▶ [Data to examine]:
---+---
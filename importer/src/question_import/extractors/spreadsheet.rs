// Spreadsheet extraction: header aliases map row cells onto question fields

use once_cell::sync::Lazy;
use regex::Regex;
use tracing::debug;

use super::ai::strip_option_label;
use super::ExtractionOutput;
use crate::config::ColumnAliases;
use crate::question_import::processors::normalizer::{
    coerce_answer, coerce_answer_text_list, coerce_marks,
};
use crate::question_import::readers::RowMap;
use crate::question_import::schemas::{Difficulty, ExtractionDiagnostics, ParsedQuestion, QuestionType};

static OPTION_SEPARATOR: Lazy<Regex> =
    Lazy::new(|| Regex::new(r"\s*(?:\||\n|;)\s*").expect("option separator regex"));

/// Marks given when a row's marks cell is present but unusable.
pub const FALLBACK_MARKS: u32 = 1;

pub struct SpreadsheetExtractor<'a> {
    aliases: &'a ColumnAliases,
}

impl<'a> SpreadsheetExtractor<'a> {
    pub fn new(aliases: &'a ColumnAliases) -> Self {
        Self { aliases }
    }

    pub fn extract(&self, rows: &[RowMap]) -> ExtractionOutput {
        let questions: Vec<ParsedQuestion> = rows
            .iter()
            .enumerate()
            .filter_map(|(index, row)| self.map_row(row, index))
            .collect();

        let raw_count = rows.len();
        debug!(rows = raw_count, kept = questions.len(), "spreadsheet rows mapped");

        ExtractionOutput {
            diagnostics: ExtractionDiagnostics {
                raw_count,
                kept_count: questions.len(),
                dropped_count: raw_count - questions.len(),
                ..Default::default()
            },
            questions,
            ai_metadata: None,
        }
    }

    /// `None` when the row has no primary question text.
    fn map_row(&self, row: &RowMap, index: usize) -> Option<ParsedQuestion> {
        let aliases = self.aliases;
        let text = row.get(&aliases.question_text_mr)?;

        let number = row
            .get(&aliases.question_number)
            .and_then(coerce_marks)
            .unwrap_or(index as u32 + 1);
        let mut question = ParsedQuestion::new(number);
        question.question_text_mr = text.to_string();
        question.question_text_en = row.get(&aliases.question_text_en).map(str::to_string);

        question.options = aliases
            .option_columns()
            .into_iter()
            .map(|columns| row.get(columns).unwrap_or_default().to_string())
            .collect();
        if question.options.iter().all(String::is_empty) {
            if let Some(combined) = row.get(&aliases.options) {
                question.options = OPTION_SEPARATOR
                    .split(combined)
                    .map(strip_option_label)
                    .filter(|o| !o.is_empty())
                    .collect();
            }
        }
        while question.options.last().is_some_and(String::is_empty) {
            question.options.pop();
        }

        if let Some(kind) = row.get(&aliases.question_type) {
            match QuestionType::parse(kind) {
                Some(parsed) => question.question_type = parsed,
                None => question.record_error(format!("Unknown question type '{kind}', using mcq_single")),
            }
        }

        if let Some(raw) = row.get(&aliases.correct_answer) {
            match coerce_answer(raw) {
                Some(index) => question.correct_answer = Some(index),
                None => question.record_error(format!("Could not interpret correct answer '{raw}'")),
            }
        }
        if let Some(raw) = row.get(&aliases.correct_answers) {
            match coerce_answer_text_list(raw) {
                Some(indices) => question.correct_answers = Some(indices),
                None => question.record_error(format!("Could not interpret correct answers '{raw}'")),
            }
        }

        question.difficulty = row
            .get(&aliases.difficulty)
            .map(Difficulty::coerce)
            .unwrap_or_default();

        if let Some(raw) = row.get(&aliases.marks) {
            match coerce_marks(raw) {
                Some(marks) => question.marks = marks,
                None => {
                    question.record_error(format!("Invalid marks '{raw}', using {FALLBACK_MARKS}"));
                    question.marks = FALLBACK_MARKS;
                }
            }
        }

        question.section = row.get(&aliases.section).map(str::to_string);
        question.class_level = row.get(&aliases.class_level).map(str::to_string);
        Some(question)
    }
}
---+---
▶ [Required work]: Your answer must be the complete listing, repeated exactly.

▶ [Task result]:
filename importer/src/question_import/extractors/spreadsheet.rs
// Spreadsheet extraction: header aliases map row cells onto question fields

use once_cell::sync::Lazy;
use regex::Regex;
use tracing::debug;

use super::ai::strip_option_label;
use super::ExtractionOutput;
use crate::config::ColumnAliases;
use crate::question_import::processors::normalizer::{
    coerce_answer, coerce_answer_text_list, coerce_marks,
};
use crate::question_import::readers::RowMap;
use crate::question_import::schemas::{Difficulty, ExtractionDiagnostics, ParsedQuestion, QuestionType};

static OPTION_SEPARATOR: Lazy<Regex> =
    Lazy::new(|| Regex::new(r"\s*(?:\||\n|;)\s*").expect("option separator regex"));

/// Marks given when a row's marks cell is present but unusable.
pub const FALLBACK_MARKS: u32 = 1;

pub struct SpreadsheetExtractor<'a> {
    aliases: &'a ColumnAliases,
}

impl<'a> SpreadsheetExtractor<'a> {
    pub fn new(aliases: &'a ColumnAliases) -> Self {
        Self { aliases }
    }

    pub fn extract(&self, rows: &[RowMap]) -> ExtractionOutput {
        let questions: Vec<ParsedQuestion> = rows
            .iter()
            .enumerate()
            .filter_map(|(index, row)| self.map_row(row, index))
            .collect();

        let raw_count = rows.len();
        debug!(rows = raw_count, kept = questions.len(), "spreadsheet rows mapped");

        ExtractionOutput {
            diagnostics: ExtractionDiagnostics {
                raw_count,
                kept_count: questions.len(),
                dropped_count: raw_count - questions.len(),
                ..Default::default()
            },
            questions,
            ai_metadata: None,
        }
    }

    /// `None` when the row has no primary question text.
    fn map_row(&self, row: &RowMap, index: usize) -> Option<ParsedQuestion> {
        let aliases = self.aliases;
        let text = row.get(&aliases.question_text_mr)?;

        let number = row
            .get(&aliases.question_number)
            .and_then(coerce_marks)
            .unwrap_or(index as u32 + 1);
        let mut question = ParsedQuestion::new(number);
        question.question_text_mr = text.to_string();
        question.question_text_en = row.get(&aliases.question_text_en).map(str::to_string);

        question.options = aliases
            .option_columns()
            .into_iter()
            .map(|columns| row.get(columns).unwrap_or_default().to_string())
            .collect();
        if question.options.iter().all(String::is_empty) {
            if let Some(combined) = row.get(&aliases.options) {
                question.options = OPTION_SEPARATOR
                    .split(combined)
                    .map(strip_option_label)
                    .filter(|o| !o.is_empty())
                    .collect();
            }
        }
        while question.options.last().is_some_and(String::is_empty) {
            question.options.pop();
        }

        if let Some(kind) = row.get(&aliases.question_type) {
            match QuestionType::parse(kind) {
                Some(parsed) => question.question_type = parsed,
                None => question.record_error(format!("Unknown question type '{kind}', using mcq_single")),
            }
        }

        if let Some(raw) = row.get(&aliases.correct_answer) {
            match coerce_answer(raw) {
                Some(index) => question.correct_answer = Some(index),
                None => question.record_error(format!("Could not interpret correct answer '{raw}'")),
            }
        }
        if let Some(raw) = row.get(&aliases.correct_answers) {
            match coerce_answer_text_list(raw) {
                Some(indices) => question.correct_answers = Some(indices),
                None => question.record_error(format!("Could not interpret correct answers '{raw}'")),
            }
        }

        question.difficulty = row
            .get(&aliases.difficulty)
            .map(Difficulty::coerce)
            .unwrap_or_default();

        if let Some(raw) = row.get(&aliases.marks) {
            match coerce_marks(raw) {
                Some(marks) => question.marks = marks,
                None => {
                    question.record_error(format!("Invalid marks '{raw}', using {FALLBACK_MARKS}"));
                    question.marks = FALLBACK_MARKS;
                }
            }
        }

        question.section = row.get(&aliases.section).map(str::to_string);
        question.class_level = row.get(&aliases.class_level).map(str::to_string);
        Some(question)
    }
}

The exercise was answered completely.